StretchSense offers two types of stretch sensors: a tough, fabric one that can be sewn down or bolted onto a surface making it ideal for sports, and the other is made out of silicone – these are less resilient but more accurate and flexible than the fabric sensor. Pressure sensors in the form of small, discreet pads are also on offer and are ideal for measuring human comfort in healthcare and sports.

The sensors can be customized according to the client’s requirements and can be as little as a few millimeters in size. StretchSense’s high accuracy wearables stand out from other sensor-manufacturers for its ability to measure even the slightest pressure applied to its sensors.

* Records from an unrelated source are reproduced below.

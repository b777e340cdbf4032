use chrono::{DateTime, Utc};
use serde::{Deserialize, Serialize};

use crate::domain::{AllocationGroupId, ApportionmentModelNode, ModelId};

/// A physical allocation table, identified by the group node that owns it.
#[derive(Debug, Clone, PartialEq, Eq, Serialize, Deserialize)]
pub struct AllocationTable {
    pub id: AllocationGroupId,
    pub name: String,
    pub alias: String,
}

#[derive(Debug, Clone, Serialize, Deserialize)]
pub struct AllocationGroupEntry {
    pub table: AllocationTable,
    pub parent_id: Option<AllocationGroupId>,
    pub depth: usize,
    pub member_count: usize,
}

#[derive(Debug, Clone, Serialize, Deserialize)]
pub struct ModelHierarchyEntry {
    pub model: ApportionmentModelNode,
    pub depth: usize,
    pub path: String,
}

#[derive(Debug, Clone, Serialize, Deserialize)]
pub struct CoefficientRequest {
    pub model_id: ModelId,
    pub common_tables: Vec<AllocationGroupId>,
    pub participant_tables: Vec<AllocationGroupId>,
    pub parent_coefficient: f64,
}

#[derive(Debug, Clone, PartialEq, Serialize, Deserialize)]
pub struct UnitShare {
    pub unit_id: String,
    pub room: String,
    pub inner_area: String,
    pub area: String,
}

#[derive(Debug, Clone, Serialize, Deserialize)]
pub struct CoefficientOutcome {
    pub model_id: ModelId,
    pub model_name: String,
    pub common_area: f64,
    pub participant_area: f64,
    pub parent_coefficient: f64,
    pub coefficient: f64,
    pub shares: Vec<UnitShare>,
}

impl CoefficientOutcome {
    pub fn coefficient_text(&self) -> String {
        crate::numeric::format_coefficient(self.coefficient)
    }
}

#[derive(Debug, Clone, Serialize, Deserialize)]
pub struct CalculatedCoefficient {
    pub model_id: ModelId,
    pub model_name: String,
    pub coefficient: String,
    pub parent_coefficient: String,
    pub computed_at: DateTime<Utc>,
}

/// Wide per-unit results: base columns, three per computed model, then
/// `totalCoefficient`.
#[derive(Debug, Clone, Default, PartialEq, Serialize, Deserialize)]
pub struct CoefficientTable {
    pub columns: Vec<String>,
    pub rows: Vec<CoefficientRow>,
}

#[derive(Debug, Clone, PartialEq, Serialize, Deserialize)]
pub struct CoefficientRow {
    pub unit_id: String,
    pub room: String,
    pub inner_area: String,
    /// One cell per model column, aligned with `columns[3..columns.len() - 1]`.
    pub model_cells: Vec<Option<String>>,
    pub total_coefficient: String,
}

impl CoefficientTable {
    pub fn column_index(&self, column: &str) -> Option<usize> {
        self.columns.iter().position(|c| c == column)
    }

    /// Looks up a model cell by its column label.
    pub fn cell(&self, unit_id: &str, column: &str) -> Option<&str> {
        let index = self.column_index(column)?.checked_sub(3)?;
        let row = self.rows.iter().find(|r| r.unit_id == unit_id)?;
        row.model_cells.get(index)?.as_deref()
    }

    pub fn row(&self, unit_id: &str) -> Option<&CoefficientRow> {
        self.rows.iter().find(|r| r.unit_id == unit_id)
    }
}

pub fn coefficient_column(model_name: &str) -> String {
    format!("{model_name}_coefficient")
}

pub fn apportioned_area_column(model_name: &str) -> String {
    format!("{model_name}_apportionedArea")
}

pub fn apportionable_area_column(model_name: &str) -> String {
    format!("{model_name}_apportionableArea")
}

pub const BASE_COLUMNS: [&str; 3] = ["ID", "room", "innerArea"];
pub const TOTAL_COEFFICIENT_COLUMN: &str = "totalCoefficient";

#[derive(Debug, Clone, Default, Serialize, Deserialize)]
pub struct ValidationReport {
    pub errors: Vec<String>,
}

impl ValidationReport {
    pub fn is_ok(&self) -> bool {
        self.errors.is_empty()
    }
}
use serde::{Deserialize, Serialize};
use thiserror::Error;

#[derive(Debug, Clone, Copy, PartialEq, Eq, Serialize, Deserialize)]
#[serde(rename_all = "snake_case")]
pub enum ErrorCode {
    NotFound,
    DivisionByZero,
    ValidationFailed,
    SchemaConflict,
    StoreFailure,
}

#[derive(Debug, Clone, Serialize, Deserialize)]
pub struct ApiError {
    pub code: ErrorCode,
    pub message: String,
    #[serde(default, skip_serializing_if = "Vec::is_empty")]
    pub details: Vec<String>,
}

impl ApiError {
    pub fn new(code: ErrorCode, message: impl Into<String>) -> Self {
        Self {
            code,
            message: message.into(),
            details: Vec::new(),
        }
    }

    pub fn with_details(mut self, details: Vec<String>) -> Self {
        self.details = details;
        self
    }
}

impl std::fmt::Display for ApiError {
    fn fmt(&self, f: &mut std::fmt::Formatter<'_>) -> std::fmt::Result {
        write!(f, "{:?}: {}", self.code, self.message)?;
        for detail in &self.details {
            write!(f, "\n  {detail}")?;
        }
        Ok(())
    }
}

impl std::error::Error for ApiError {}

/// Typed failure raised inside storage and carried through `anyhow`.
#[derive(Debug, Error)]
#[error("{code:?}: {message}")]
pub struct ApiException {
    pub code: ErrorCode,
    pub message: String,
}

impl ApiException {
    pub fn new(code: ErrorCode, message: impl Into<String>) -> Self {
        Self {
            code,
            message: message.into(),
        }
    }

    pub fn not_found(message: impl Into<String>) -> Self {
        Self::new(ErrorCode::NotFound, message)
    }
}

impl From<ApiException> for ApiError {
    fn from(value: ApiException) -> Self {
        Self::new(value.code, value.message)
    }
}

impl From<anyhow::Error> for ApiError {
    fn from(err: anyhow::Error) -> Self {
        match err.downcast::<ApiException>() {
            Ok(exception) => exception.into(),
            Err(other) => ApiError::new(ErrorCode::StoreFailure, format!("{other:#}")),
        }
    }
}
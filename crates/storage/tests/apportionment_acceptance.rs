use shared::{
    domain::{BaseKind, BaseRecord, ProposedMember, COMMON_PARTS_SUFFIX},
    protocol::CoefficientRequest,
};
use storage::Storage;

fn record(source_id: &str, floor: &str, room: &str, inner_area: &str) -> BaseRecord {
    BaseRecord {
        source_id: source_id.into(),
        floor: floor.into(),
        room: room.into(),
        main_area: String::new(),
        balcony_area: String::new(),
        inner_area: inner_area.into(),
        usage: String::new(),
    }
}

#[tokio::test]
async fn building_to_results_acceptance() {
    let storage = Storage::new("sqlite::memory:").await.expect("db");

    storage
        .save_base_records(
            BaseKind::UnitInterior,
            &[
                record("1", "1", "101", "50"),
                record("2", "1", "102", "150"),
                record("3", "2", "201", "200"),
            ],
        )
        .await
        .expect("unit records");
    storage
        .save_base_records(BaseKind::CommonBuilding, &[record("1", "1", "stair", "100")])
        .await
        .expect("common records");

    let loaded = storage.list_building_units().await.expect("loaded");
    let ids: Vec<&str> = loaded.iter().map(|u| u.id.as_str()).collect();
    assert_eq!(ids, vec!["H1", "H2", "H3", "C1"]);

    let proposed: Vec<ProposedMember> = loaded
        .iter()
        .map(|unit| {
            let group = if unit.id.starts_with('C') {
                COMMON_PARTS_SUFFIX
            } else if unit.room.starts_with('1') {
                "1F"
            } else {
                "2F"
            };
            ProposedMember::new(group, unit.clone())
        })
        .collect();
    let tables = storage
        .save_allocation("Floor", &proposed)
        .await
        .expect("allocation");
    assert_eq!(tables.len(), 3);
    let common = tables[2].id;
    let floors = vec![tables[0].id, tables[1].id];

    let leaves = storage.list_available_leaf_groups().await.expect("leaves");
    assert_eq!(leaves.len(), 3, "root plus the two floors");

    let building = storage.insert_model("Building", None).await.expect("model");
    let stairs = storage
        .insert_model("Stairs", Some(building))
        .await
        .expect("child model");

    let root = storage.whole_building_group().await.expect("root");
    storage
        .compute_and_store(&CoefficientRequest {
            model_id: building,
            common_tables: vec![common],
            participant_tables: vec![root],
            parent_coefficient: 0.0,
        })
        .await
        .expect("building");
    let parent = storage.inherited_coefficient(stairs).await.expect("inherited");
    assert_eq!(parent, 0.2);
    let outcome = storage
        .compute_and_store(&CoefficientRequest {
            model_id: stairs,
            common_tables: vec![common],
            participant_tables: floors,
            parent_coefficient: parent,
        })
        .await
        .expect("stairs");
    assert_eq!(outcome.coefficient_text(), "0.300000");

    let table = storage.coefficient_table().await.expect("table");
    assert_eq!(table.row("H1").expect("row").total_coefficient, "0.500000");
    assert_eq!(table.cell("H1", "Stairs_apportionedArea"), Some("15.00"));
    assert_eq!(table.row("C1").expect("row").total_coefficient, "0.200000");

    let removed = storage.delete_model(building).await.expect("delete");
    assert_eq!(
        removed,
        vec![
            "Building_coefficient".to_string(),
            "Building_apportionedArea".to_string(),
            "Stairs_coefficient".to_string(),
            "Stairs_apportionedArea".to_string(),
        ]
    );
    let table = storage.coefficient_table().await.expect("table");
    assert_eq!(table.columns, vec!["ID", "room", "innerArea", "totalCoefficient"]);
    assert!(table.rows.iter().all(|r| r.total_coefficient == "0.000000"));

    let dropped = storage.delete_allocation("Floor").await.expect("allocation");
    assert_eq!(dropped.len(), 4);
    assert_eq!(storage.list_available_leaf_groups().await.expect("leaves").len(), 1);
}

#[tokio::test]
async fn concurrent_recomputes_never_duplicate_rows() {
    let storage = Storage::new("sqlite::memory:").await.expect("db");
    let common = storage
        .create_group("Common", "Stair", &[shared::domain::UnitRow::new("C1", "stair", "30")])
        .await
        .expect("common");
    let units = storage
        .create_group(
            "Floor",
            "1F",
            &[
                shared::domain::UnitRow::new("H1", "101", "60"),
                shared::domain::UnitRow::new("H2", "102", "40"),
            ],
        )
        .await
        .expect("units");
    let model = storage.insert_model("Stairs", None).await.expect("model");

    let mut handles = Vec::new();
    for _ in 0..8 {
        let storage = storage.clone();
        handles.push(tokio::spawn(async move {
            storage
                .compute_and_store(&CoefficientRequest {
                    model_id: model,
                    common_tables: vec![common],
                    participant_tables: vec![units],
                    parent_coefficient: 0.0,
                })
                .await
        }));
    }
    for handle in handles {
        handle.await.expect("join").expect("compute");
    }

    let table = storage.coefficient_table().await.expect("table");
    assert_eq!(table.columns.len(), 7);
    assert_eq!(table.rows.len(), 2);
    assert_eq!(table.cell("H2", "Stairs_coefficient"), Some("0.300000"));
    assert_eq!(storage.calculated_coefficients().await.expect("list").len(), 1);
}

“The accuracy of StretchSense sensors mean that you can apply it on any soft structure that you want to measure, allowing you to receive highly dependable results,” says StretchSense CEO Ben O’Brien. “This flexibility also extends into the number of fields in which our sensors can be used to have a positive impact. Beyond the obvious use for athletes, the health industry can easily apply this technology to help patients in rehabilitation who need to track their progress accurately and independently.”

StretchSense evaluation kits offer a platform for clients to try out different stretch sensing applications. Their enterprise kit is tailored to contain different types and number of sensors to suit the client’s application. Alternatively clients can choose their standard stretch sensor kits which are on sale on their website for $700.

With so many industries interested in StretchSense design and technology, the possibilities for how they could be used are endless.

It’s not just smart sports garments and medical rehabilitation that are benefitting from StretchSense, we’ve also seen invisible instruments played and light-up dresses on catwalk models. Who knows where this technology will go next!